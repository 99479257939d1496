//! nei-core: shared foundation for the non-equilibrium ionization engine.
//!
//! Contains:
//! - numeric (tolerances, float and grid helpers)
//! - timing (opt-in wall-clock accounting for table builds and stepping)
//! - error (shared error types)

pub mod error;
pub mod numeric;
pub mod timing;

// Re-exports: nice ergonomics for downstream crates
pub use error::{CoreError, CoreResult};
pub use numeric::*;
//! Analytic rate coefficients for running without an atomic database.
//!
//! This model is NOT a replacement for a real collisional-ionization
//! database. It exists so the engine, its tests and the CLI can run end to
//! end with physically shaped coefficients:
//!
//! - ionization potentials from a shell-resolved hydrogenic estimate,
//!   `chi = 13.6 eV * (q + 1)^2 / n^2` where `n` is the principal quantum
//!   number of the outermost bound electron
//! - ionization in Voronov form, scaled by outer-shell occupancy and `chi^-2`
//! - radiative recombination as a hydrogenic power law in `T / q^2`
//!
//! Rates are in cm^3 s^-1 on a log-spaced temperature grid in kelvin.

use crate::element::Element;
use crate::error::AtomicResult;
use crate::rates::{ElementRates, RateSource};
use nei_core::logspace;

/// Boltzmann constant in eV/K.
const K_B_EV: f64 = 8.617_333_262e-5;
/// Hydrogen ionization potential in eV.
const RYDBERG_EV: f64 = 13.605_693;

/// Voronov fit parameters for hydrogen.
const VORONOV_A: f64 = 2.91e-8;
const VORONOV_X: f64 = 0.232;
const VORONOV_K: f64 = 0.39;

/// Radiative recombination coefficient of hydrogen at 10^4 K.
const RR_ALPHA_1E4: f64 = 2.6e-13;
const RR_SLOPE: f64 = 0.7;

/// Closed-shell electron counts for n = 1, 2, 3, 4.
const SHELL_CAPACITY: [usize; 4] = [2, 10, 28, 60];

/// Synthetic rate model on a log-spaced temperature grid.
#[derive(Debug, Clone, PartialEq)]
pub struct HydrogenicRates {
    temperature_grid: Vec<f64>,
}

impl Default for HydrogenicRates {
    /// 501 nodes between 10^4 K and 10^9 K.
    fn default() -> Self {
        Self::with_log_grid(4.0, 9.0, 501)
    }
}

impl HydrogenicRates {
    /// Grid of `n` nodes between `10^log_t_min` and `10^log_t_max` kelvin.
    pub fn with_log_grid(log_t_min: f64, log_t_max: f64, n: usize) -> Self {
        Self {
            temperature_grid: logspace(log_t_min, log_t_max, n),
        }
    }

    pub fn temperature_grid(&self) -> &[f64] {
        &self.temperature_grid
    }

    /// Ionization potential (eV) of charge state `charge` of `element`.
    pub fn ionization_potential(element: Element, charge: usize) -> f64 {
        let bound = element.nstates() - 1 - charge;
        let shell = principal_quantum_number(bound) as f64;
        let q_eff = (charge + 1) as f64;
        RYDBERG_EV * q_eff * q_eff / (shell * shell)
    }

    /// Collisional ionization rate from `charge` to `charge + 1` at `t_k`.
    pub fn ionization_rate(element: Element, charge: usize, t_k: f64) -> f64 {
        if charge + 1 >= element.nstates() {
            return 0.0;
        }
        let chi = Self::ionization_potential(element, charge);
        let bound = element.nstates() - 1 - charge;
        let u = chi / (K_B_EV * t_k);
        let scale = outer_shell_occupancy(bound) as f64 * (RYDBERG_EV / chi).powi(2);
        VORONOV_A * scale * u.powf(VORONOV_K) * (-u).exp() / (VORONOV_X + u)
    }

    /// Radiative recombination rate from `charge` to `charge - 1` at `t_k`.
    pub fn recombination_rate(charge: usize, t_k: f64) -> f64 {
        if charge == 0 {
            return 0.0;
        }
        let q2 = (charge * charge) as f64;
        RR_ALPHA_1E4 * q2 * (t_k / (1e4 * q2)).powf(-RR_SLOPE)
    }
}

fn principal_quantum_number(bound_electrons: usize) -> usize {
    SHELL_CAPACITY
        .iter()
        .position(|&cap| bound_electrons <= cap)
        .map_or(SHELL_CAPACITY.len() + 1, |idx| idx + 1)
}

fn outer_shell_occupancy(bound_electrons: usize) -> usize {
    let inner = SHELL_CAPACITY
        .iter()
        .copied()
        .take_while(|&cap| cap < bound_electrons)
        .last()
        .unwrap_or(0);
    bound_electrons - inner
}

impl RateSource for HydrogenicRates {
    fn name(&self) -> &str {
        "hydrogenic"
    }

    fn element_rates(&self, element: Element) -> AtomicResult<ElementRates> {
        let nstates = element.nstates();
        let grid = &self.temperature_grid;
        let ionization = (0..nstates)
            .map(|q| grid.iter().map(|&t| Self::ionization_rate(element, q, t)).collect())
            .collect();
        let recombination = (0..nstates)
            .map(|q| grid.iter().map(|&t| Self::recombination_rate(q, t)).collect())
            .collect();
        ElementRates::new(element, grid.clone(), ionization, recombination)
    }
}

#[cfg(test)]
mod tests {
    use super::*;

    #[test]
    fn hydrogen_potential_is_rydberg() {
        let chi = HydrogenicRates::ionization_potential(Element::HYDROGEN, 0);
        assert!((chi - 13.6).abs() < 0.01);
        let he_plus = HydrogenicRates::ionization_potential(Element::HELIUM, 1);
        assert!((he_plus - 54.4).abs() < 0.1);
    }

    #[test]
    fn potentials_increase_with_charge() {
        for element in Element::all() {
            let chis: Vec<f64> = (0..element.nstates() - 1)
                .map(|q| HydrogenicRates::ionization_potential(element, q))
                .collect();
            assert!(
                nei_core::is_strictly_increasing(&chis),
                "{element}: {chis:?}"
            );
        }
    }

    #[test]
    fn shell_bookkeeping() {
        assert_eq!(principal_quantum_number(1), 1);
        assert_eq!(principal_quantum_number(2), 1);
        assert_eq!(principal_quantum_number(3), 2);
        assert_eq!(principal_quantum_number(10), 2);
        assert_eq!(principal_quantum_number(26), 3);
        assert_eq!(outer_shell_occupancy(1), 1);
        assert_eq!(outer_shell_occupancy(8), 6);
        assert_eq!(outer_shell_occupancy(26), 16);
    }

    #[test]
    fn ionization_grows_with_temperature() {
        let cold = HydrogenicRates::ionization_rate(Element::HYDROGEN, 0, 1e4);
        let warm = HydrogenicRates::ionization_rate(Element::HYDROGEN, 0, 1e5);
        assert!(cold > 0.0 && warm > cold);
        assert_eq!(HydrogenicRates::ionization_rate(Element::HYDROGEN, 1, 1e5), 0.0);
    }

    #[test]
    fn recombination_falls_with_temperature() {
        let cold = HydrogenicRates::recombination_rate(1, 1e4);
        let hot = HydrogenicRates::recombination_rate(1, 1e6);
        assert!((cold - 2.6e-13).abs() < 1e-20);
        assert!(hot < cold);
        assert_eq!(HydrogenicRates::recombination_rate(0, 1e4), 0.0);
    }

    #[test]
    fn builds_valid_rates_for_every_element() {
        let model = HydrogenicRates::with_log_grid(4.0, 9.0, 51);
        for element in Element::all() {
            let rates = model.element_rates(element).unwrap();
            assert_eq!(rates.nstates(), element.nstates());
            assert_eq!(rates.ntemp(), 51);
        }
    }
}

* **What you are asked to do**
Retype every line of the material exactly.

* **Answer for the task**
repository 99479257939d1496
//! nei-core: shared foundation for the non-equilibrium ionization engine.
//!
//! Contains:
//! - numeric (tolerances, float and grid helpers)
//! - timing (opt-in wall-clock accounting for table builds and stepping)
//! - error (shared error types)

pub mod error;
pub mod numeric;
pub mod timing;

// Re-exports: nice ergonomics for downstream crates
pub use error::{CoreError, CoreResult};
pub use numeric::*;
//! Analytic rate coefficients for running without an atomic database.
//!
//! This model is NOT a replacement for a real collisional-ionization
//! database. It exists so the engine, its tests and the CLI can run end to
//! end with physically shaped coefficients:
//!
//! - ionization potentials from a shell-resolved hydrogenic estimate,
//!   `chi = 13.6 eV * (q + 1)^2 / n^2` where `n` is the principal quantum
//!   number of the outermost bound electron
//! - ionization in Voronov form, scaled by outer-shell occupancy and `chi^-2`
//! - radiative recombination as a hydrogenic power law in `T / q^2`
//!
//! Rates are in cm^3 s^-1 on a log-spaced temperature grid in kelvin.

use crate::element::Element;
use crate::error::AtomicResult;
use crate::rates::{ElementRates, RateSource};
use nei_core::logspace;

/// Boltzmann constant in eV/K.
const K_B_EV: f64 = 8.617_333_262e-5;
/// Hydrogen ionization potential in eV.
const RYDBERG_EV: f64 = 13.605_693;

/// Voronov fit parameters for hydrogen.
const VORONOV_A: f64 = 2.91e-8;
const VORONOV_X: f64 = 0.232;
const VORONOV_K: f64 = 0.39;

/// Radiative recombination coefficient of hydrogen at 10^4 K.
const RR_ALPHA_1E4: f64 = 2.6e-13;
const RR_SLOPE: f64 = 0.7;

/// Closed-shell electron counts for n = 1, 2, 3, 4.
const SHELL_CAPACITY: [usize; 4] = [2, 10, 28, 60];

/// Synthetic rate model on a log-spaced temperature grid.
#[derive(Debug, Clone, PartialEq)]
pub struct HydrogenicRates {
    temperature_grid: Vec<f64>,
}

impl Default for HydrogenicRates {
    /// 501 nodes between 10^4 K and 10^9 K.
    fn default() -> Self {
        Self::with_log_grid(4.0, 9.0, 501)
    }
}

impl HydrogenicRates {
    /// Grid of `n` nodes between `10^log_t_min` and `10^log_t_max` kelvin.
    pub fn with_log_grid(log_t_min: f64, log_t_max: f64, n: usize) -> Self {
        Self {
            temperature_grid: logspace(log_t_min, log_t_max, n),
        }
    }

    pub fn temperature_grid(&self) -> &[f64] {
        &self.temperature_grid
    }

    /// Ionization potential (eV) of charge state `charge` of `element`.
    pub fn ionization_potential(element: Element, charge: usize) -> f64 {
        let bound = element.nstates() - 1 - charge;
        let shell = principal_quantum_number(bound) as f64;
        let q_eff = (charge + 1) as f64;
        RYDBERG_EV * q_eff * q_eff / (shell * shell)
    }

    /// Collisional ionization rate from `charge` to `charge + 1` at `t_k`.
    pub fn ionization_rate(element: Element, charge: usize, t_k: f64) -> f64 {
        if charge + 1 >= element.nstates() {
            return 0.0;
        }
        let chi = Self::ionization_potential(element, charge);
        let bound = element.nstates() - 1 - charge;
        let u = chi / (K_B_EV * t_k);
        let scale = outer_shell_occupancy(bound) as f64 * (RYDBERG_EV / chi).powi(2);
        VORONOV_A * scale * u.powf(VORONOV_K) * (-u).exp() / (VORONOV_X + u)
    }

    /// Radiative recombination rate from `charge` to `charge - 1` at `t_k`.
    pub fn recombination_rate(charge: usize, t_k: f64) -> f64 {
        if charge == 0 {
            return 0.0;
        }
        let q2 = (charge * charge) as f64;
        RR_ALPHA_1E4 * q2 * (t_k / (1e4 * q2)).powf(-RR_SLOPE)
    }
}

fn principal_quantum_number(bound_electrons: usize) -> usize {
    SHELL_CAPACITY
        .iter()
        .position(|&cap| bound_electrons <= cap)
        .map_or(SHELL_CAPACITY.len() + 1, |idx| idx + 1)
}

fn outer_shell_occupancy(bound_electrons: usize) -> usize {
    let inner = SHELL_CAPACITY
        .iter()
        .copied()
        .take_while(|&cap| cap < bound_electrons)
        .last()
        .unwrap_or(0);
    bound_electrons - inner
}

impl RateSource for HydrogenicRates {
    fn name(&self) -> &str {
        "hydrogenic"
    }

    fn element_rates(&self, element: Element) -> AtomicResult<ElementRates> {
        let nstates = element.nstates();
        let grid = &self.temperature_grid;
        let ionization = (0..nstates)
            .map(|q| grid.iter().map(|&t| Self::ionization_rate(element, q, t)).collect())
            .collect();
        let recombination = (0..nstates)
            .map(|q| grid.iter().map(|&t| Self::recombination_rate(q, t)).collect())
            .collect();
        ElementRates::new(element, grid.clone(), ionization, recombination)
    }
}

#[cfg(test)]
mod tests {
    use super::*;

    #[test]
    fn hydrogen_potential_is_rydberg() {
        let chi = HydrogenicRates::ionization_potential(Element::HYDROGEN, 0);
        assert!((chi - 13.6).abs() < 0.01);
        let he_plus = HydrogenicRates::ionization_potential(Element::HELIUM, 1);
        assert!((he_plus - 54.4).abs() < 0.1);
    }

    #[test]
    fn potentials_increase_with_charge() {
        for element in Element::all() {
            let chis: Vec<f64> = (0..element.nstates() - 1)
                .map(|q| HydrogenicRates::ionization_potential(element, q))
                .collect();
            assert!(
                nei_core::is_strictly_increasing(&chis),
                "{element}: {chis:?}"
            );
        }
    }

    #[test]
    fn shell_bookkeeping() {
        assert_eq!(principal_quantum_number(1), 1);
        assert_eq!(principal_quantum_number(2), 1);
        assert_eq!(principal_quantum_number(3), 2);
        assert_eq!(principal_quantum_number(10), 2);
        assert_eq!(principal_quantum_number(26), 3);
        assert_eq!(outer_shell_occupancy(1), 1);
        assert_eq!(outer_shell_occupancy(8), 6);
        assert_eq!(outer_shell_occupancy(26), 16);
    }

    #[test]
    fn ionization_grows_with_temperature() {
        let cold = HydrogenicRates::ionization_rate(Element::HYDROGEN, 0, 1e4);
        let warm = HydrogenicRates::ionization_rate(Element::HYDROGEN, 0, 1e5);
        assert!(cold > 0.0 && warm > cold);
        assert_eq!(HydrogenicRates::ionization_rate(Element::HYDROGEN, 1, 1e5), 0.0);
    }

    #[test]
    fn recombination_falls_with_temperature() {
        let cold = HydrogenicRates::recombination_rate(1, 1e4);
        let hot = HydrogenicRates::recombination_rate(1, 1e6);
        assert!((cold - 2.6e-13).abs() < 1e-20);
        assert!(hot < cold);
        assert_eq!(HydrogenicRates::recombination_rate(0, 1e4), 0.0);
    }

    #[test]
    fn builds_valid_rates_for_every_element() {
        let model = HydrogenicRates::with_log_grid(4.0, 9.0, 51);
        for element in Element::all() {
            let rates = model.element_rates(element).unwrap();
            assert_eq!(rates.nstates(), element.nstates());
            assert_eq!(rates.ntemp(), 51);
        }
    }
}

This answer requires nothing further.